*Stored records*:
Segment Open

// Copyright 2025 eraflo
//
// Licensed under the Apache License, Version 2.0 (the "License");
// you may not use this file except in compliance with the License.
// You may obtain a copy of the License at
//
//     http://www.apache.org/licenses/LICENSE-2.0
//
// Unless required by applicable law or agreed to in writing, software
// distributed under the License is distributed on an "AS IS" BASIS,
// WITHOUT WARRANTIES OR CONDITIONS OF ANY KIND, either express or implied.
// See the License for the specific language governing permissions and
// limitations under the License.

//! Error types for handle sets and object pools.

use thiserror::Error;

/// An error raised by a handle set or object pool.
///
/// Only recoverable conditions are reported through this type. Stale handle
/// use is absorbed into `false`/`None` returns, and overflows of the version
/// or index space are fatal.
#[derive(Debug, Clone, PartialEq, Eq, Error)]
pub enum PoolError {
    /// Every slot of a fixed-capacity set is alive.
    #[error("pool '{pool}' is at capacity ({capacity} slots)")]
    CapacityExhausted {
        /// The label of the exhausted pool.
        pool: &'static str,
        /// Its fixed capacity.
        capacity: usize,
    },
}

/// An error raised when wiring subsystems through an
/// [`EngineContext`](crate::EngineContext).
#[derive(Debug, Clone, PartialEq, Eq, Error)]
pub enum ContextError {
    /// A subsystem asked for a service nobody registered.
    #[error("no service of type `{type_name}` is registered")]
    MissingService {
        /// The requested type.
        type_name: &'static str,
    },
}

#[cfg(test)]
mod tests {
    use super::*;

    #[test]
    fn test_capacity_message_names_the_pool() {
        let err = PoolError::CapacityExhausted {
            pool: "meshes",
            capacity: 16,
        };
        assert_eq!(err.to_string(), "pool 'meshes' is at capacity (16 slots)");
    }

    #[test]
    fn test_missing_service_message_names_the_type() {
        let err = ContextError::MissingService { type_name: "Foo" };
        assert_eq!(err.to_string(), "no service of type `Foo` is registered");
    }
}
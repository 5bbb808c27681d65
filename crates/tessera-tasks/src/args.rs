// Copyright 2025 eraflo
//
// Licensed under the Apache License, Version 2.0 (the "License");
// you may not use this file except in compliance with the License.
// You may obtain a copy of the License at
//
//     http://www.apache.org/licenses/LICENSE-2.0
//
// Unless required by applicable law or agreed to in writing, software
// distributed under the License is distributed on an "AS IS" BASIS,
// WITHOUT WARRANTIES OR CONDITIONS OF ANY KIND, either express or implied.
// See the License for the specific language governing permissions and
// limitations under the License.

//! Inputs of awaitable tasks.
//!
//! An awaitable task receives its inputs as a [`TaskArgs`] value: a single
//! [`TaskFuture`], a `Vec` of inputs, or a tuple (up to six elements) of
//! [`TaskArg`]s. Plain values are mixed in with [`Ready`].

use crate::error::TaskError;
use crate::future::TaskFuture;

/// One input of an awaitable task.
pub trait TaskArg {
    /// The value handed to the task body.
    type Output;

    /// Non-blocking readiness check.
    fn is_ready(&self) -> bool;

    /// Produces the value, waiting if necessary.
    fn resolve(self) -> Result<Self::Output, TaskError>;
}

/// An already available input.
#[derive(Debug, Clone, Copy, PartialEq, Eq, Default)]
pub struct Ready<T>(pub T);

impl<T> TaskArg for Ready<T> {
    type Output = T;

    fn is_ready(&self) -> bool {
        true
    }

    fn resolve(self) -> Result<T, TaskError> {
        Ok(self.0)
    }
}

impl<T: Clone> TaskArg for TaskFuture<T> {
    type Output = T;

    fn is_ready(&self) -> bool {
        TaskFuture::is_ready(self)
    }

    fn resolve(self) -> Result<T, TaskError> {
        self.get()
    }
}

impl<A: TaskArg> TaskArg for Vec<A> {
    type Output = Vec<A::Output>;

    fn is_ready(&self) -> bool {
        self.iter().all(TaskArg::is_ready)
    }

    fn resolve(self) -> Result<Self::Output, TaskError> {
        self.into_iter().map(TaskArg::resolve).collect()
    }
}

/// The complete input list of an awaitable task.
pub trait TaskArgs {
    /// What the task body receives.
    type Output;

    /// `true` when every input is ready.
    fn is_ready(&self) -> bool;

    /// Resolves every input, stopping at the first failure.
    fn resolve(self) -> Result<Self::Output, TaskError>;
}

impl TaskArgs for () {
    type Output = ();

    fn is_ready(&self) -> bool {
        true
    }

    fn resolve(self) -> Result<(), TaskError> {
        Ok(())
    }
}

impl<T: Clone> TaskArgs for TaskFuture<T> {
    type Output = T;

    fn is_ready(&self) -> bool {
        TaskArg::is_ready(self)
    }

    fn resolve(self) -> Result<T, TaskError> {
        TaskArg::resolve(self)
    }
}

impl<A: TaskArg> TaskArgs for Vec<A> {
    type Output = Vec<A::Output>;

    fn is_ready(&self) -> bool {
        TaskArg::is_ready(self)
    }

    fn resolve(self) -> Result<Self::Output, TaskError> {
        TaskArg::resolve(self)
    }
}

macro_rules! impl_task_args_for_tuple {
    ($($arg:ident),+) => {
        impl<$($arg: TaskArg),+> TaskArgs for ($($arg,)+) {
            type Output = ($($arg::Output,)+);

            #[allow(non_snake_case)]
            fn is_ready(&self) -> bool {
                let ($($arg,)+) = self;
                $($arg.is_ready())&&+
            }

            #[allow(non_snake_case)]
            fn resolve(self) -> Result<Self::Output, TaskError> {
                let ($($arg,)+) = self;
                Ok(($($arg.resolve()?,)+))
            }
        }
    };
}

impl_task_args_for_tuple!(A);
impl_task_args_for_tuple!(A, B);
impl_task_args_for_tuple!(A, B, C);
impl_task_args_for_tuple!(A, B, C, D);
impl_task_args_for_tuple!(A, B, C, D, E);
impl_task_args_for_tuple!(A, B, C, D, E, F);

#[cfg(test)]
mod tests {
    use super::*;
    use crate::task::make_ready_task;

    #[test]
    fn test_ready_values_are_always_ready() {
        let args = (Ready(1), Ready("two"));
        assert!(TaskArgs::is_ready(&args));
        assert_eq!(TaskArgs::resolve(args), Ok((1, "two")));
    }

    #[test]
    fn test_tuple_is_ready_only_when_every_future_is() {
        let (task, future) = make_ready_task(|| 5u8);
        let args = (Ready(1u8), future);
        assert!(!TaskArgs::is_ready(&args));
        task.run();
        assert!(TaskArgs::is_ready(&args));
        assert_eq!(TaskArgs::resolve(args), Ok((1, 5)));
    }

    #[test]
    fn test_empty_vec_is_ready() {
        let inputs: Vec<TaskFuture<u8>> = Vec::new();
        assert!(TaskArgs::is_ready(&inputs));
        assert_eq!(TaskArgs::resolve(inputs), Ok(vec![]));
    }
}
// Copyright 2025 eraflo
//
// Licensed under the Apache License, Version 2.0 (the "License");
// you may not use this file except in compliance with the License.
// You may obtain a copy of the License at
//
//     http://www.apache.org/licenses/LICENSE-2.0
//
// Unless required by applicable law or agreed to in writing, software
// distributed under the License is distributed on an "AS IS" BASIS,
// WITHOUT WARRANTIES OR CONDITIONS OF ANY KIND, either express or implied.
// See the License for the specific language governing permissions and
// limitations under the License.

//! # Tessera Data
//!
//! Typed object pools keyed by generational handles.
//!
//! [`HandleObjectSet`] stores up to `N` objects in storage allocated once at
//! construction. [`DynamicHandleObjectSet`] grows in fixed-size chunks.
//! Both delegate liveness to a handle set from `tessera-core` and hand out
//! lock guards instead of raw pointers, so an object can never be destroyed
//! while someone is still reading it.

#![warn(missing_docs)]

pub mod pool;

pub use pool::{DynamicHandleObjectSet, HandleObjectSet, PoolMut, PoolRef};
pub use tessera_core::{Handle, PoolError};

Segment Closed
Segment Open

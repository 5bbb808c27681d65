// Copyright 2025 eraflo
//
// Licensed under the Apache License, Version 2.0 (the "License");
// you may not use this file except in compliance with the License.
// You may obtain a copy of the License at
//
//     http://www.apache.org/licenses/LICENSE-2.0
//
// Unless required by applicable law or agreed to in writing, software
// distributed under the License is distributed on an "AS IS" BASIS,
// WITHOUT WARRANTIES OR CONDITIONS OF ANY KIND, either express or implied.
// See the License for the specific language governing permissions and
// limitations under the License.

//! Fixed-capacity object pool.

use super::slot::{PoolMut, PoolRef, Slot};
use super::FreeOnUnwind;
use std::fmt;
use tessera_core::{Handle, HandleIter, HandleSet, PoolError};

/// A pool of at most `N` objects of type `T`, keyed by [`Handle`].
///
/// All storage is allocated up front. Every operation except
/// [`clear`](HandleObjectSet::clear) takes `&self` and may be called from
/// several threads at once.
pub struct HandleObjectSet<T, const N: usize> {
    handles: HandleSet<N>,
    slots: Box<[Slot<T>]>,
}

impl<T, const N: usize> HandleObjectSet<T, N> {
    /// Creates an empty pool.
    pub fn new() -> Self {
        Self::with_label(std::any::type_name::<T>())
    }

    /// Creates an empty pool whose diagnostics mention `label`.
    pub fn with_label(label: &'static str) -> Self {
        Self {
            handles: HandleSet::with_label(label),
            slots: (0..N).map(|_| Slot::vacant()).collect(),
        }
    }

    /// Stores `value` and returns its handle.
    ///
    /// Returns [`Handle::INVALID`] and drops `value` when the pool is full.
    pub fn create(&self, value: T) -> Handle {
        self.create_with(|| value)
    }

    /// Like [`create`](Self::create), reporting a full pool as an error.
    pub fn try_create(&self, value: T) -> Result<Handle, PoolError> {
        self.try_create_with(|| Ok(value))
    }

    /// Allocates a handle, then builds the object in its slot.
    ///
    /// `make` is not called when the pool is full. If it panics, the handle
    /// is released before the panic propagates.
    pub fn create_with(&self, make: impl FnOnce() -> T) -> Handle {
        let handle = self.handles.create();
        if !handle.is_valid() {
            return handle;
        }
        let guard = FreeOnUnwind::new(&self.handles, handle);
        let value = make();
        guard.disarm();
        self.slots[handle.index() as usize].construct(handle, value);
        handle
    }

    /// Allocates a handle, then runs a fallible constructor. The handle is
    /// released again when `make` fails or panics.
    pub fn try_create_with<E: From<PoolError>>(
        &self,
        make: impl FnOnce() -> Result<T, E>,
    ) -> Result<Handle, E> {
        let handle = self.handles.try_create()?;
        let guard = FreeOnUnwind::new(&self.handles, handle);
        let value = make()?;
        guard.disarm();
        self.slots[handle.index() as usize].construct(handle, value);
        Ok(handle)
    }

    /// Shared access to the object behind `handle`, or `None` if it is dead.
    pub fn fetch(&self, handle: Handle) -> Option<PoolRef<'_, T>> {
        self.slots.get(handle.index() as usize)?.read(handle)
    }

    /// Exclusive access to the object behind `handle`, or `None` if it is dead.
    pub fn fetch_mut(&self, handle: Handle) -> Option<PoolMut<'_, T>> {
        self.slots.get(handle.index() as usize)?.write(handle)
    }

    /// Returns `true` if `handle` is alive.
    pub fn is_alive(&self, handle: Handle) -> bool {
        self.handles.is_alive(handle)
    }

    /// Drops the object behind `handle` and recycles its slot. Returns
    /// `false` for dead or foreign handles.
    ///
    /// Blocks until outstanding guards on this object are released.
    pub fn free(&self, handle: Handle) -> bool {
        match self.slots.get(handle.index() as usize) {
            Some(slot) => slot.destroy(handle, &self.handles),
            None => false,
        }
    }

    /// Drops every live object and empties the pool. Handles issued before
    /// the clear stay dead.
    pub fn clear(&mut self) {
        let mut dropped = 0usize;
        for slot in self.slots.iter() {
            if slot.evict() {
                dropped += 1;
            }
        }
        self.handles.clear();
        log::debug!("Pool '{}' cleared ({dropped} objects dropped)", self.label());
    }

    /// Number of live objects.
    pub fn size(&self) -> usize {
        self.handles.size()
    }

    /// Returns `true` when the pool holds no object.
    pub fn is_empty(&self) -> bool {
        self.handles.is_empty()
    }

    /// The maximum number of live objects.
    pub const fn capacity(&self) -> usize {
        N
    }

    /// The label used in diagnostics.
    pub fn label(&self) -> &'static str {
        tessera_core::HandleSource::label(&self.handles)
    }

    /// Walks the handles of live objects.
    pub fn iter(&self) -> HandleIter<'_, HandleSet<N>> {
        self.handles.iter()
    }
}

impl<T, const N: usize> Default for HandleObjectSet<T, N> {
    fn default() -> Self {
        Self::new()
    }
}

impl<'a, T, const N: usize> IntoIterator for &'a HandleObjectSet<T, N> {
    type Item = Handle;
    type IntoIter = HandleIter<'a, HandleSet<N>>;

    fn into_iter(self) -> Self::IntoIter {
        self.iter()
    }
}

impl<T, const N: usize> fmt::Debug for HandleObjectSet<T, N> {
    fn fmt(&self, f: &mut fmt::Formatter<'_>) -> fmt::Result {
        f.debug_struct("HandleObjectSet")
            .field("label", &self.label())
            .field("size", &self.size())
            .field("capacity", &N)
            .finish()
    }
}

Segment Closed

*What is being asked*:
From the records given above, copy all lines containing "diagnostics".

*Exercise result*:
    /// Creates an empty pool whose diagnostics mention `label`.
    /// The label used in diagnostics.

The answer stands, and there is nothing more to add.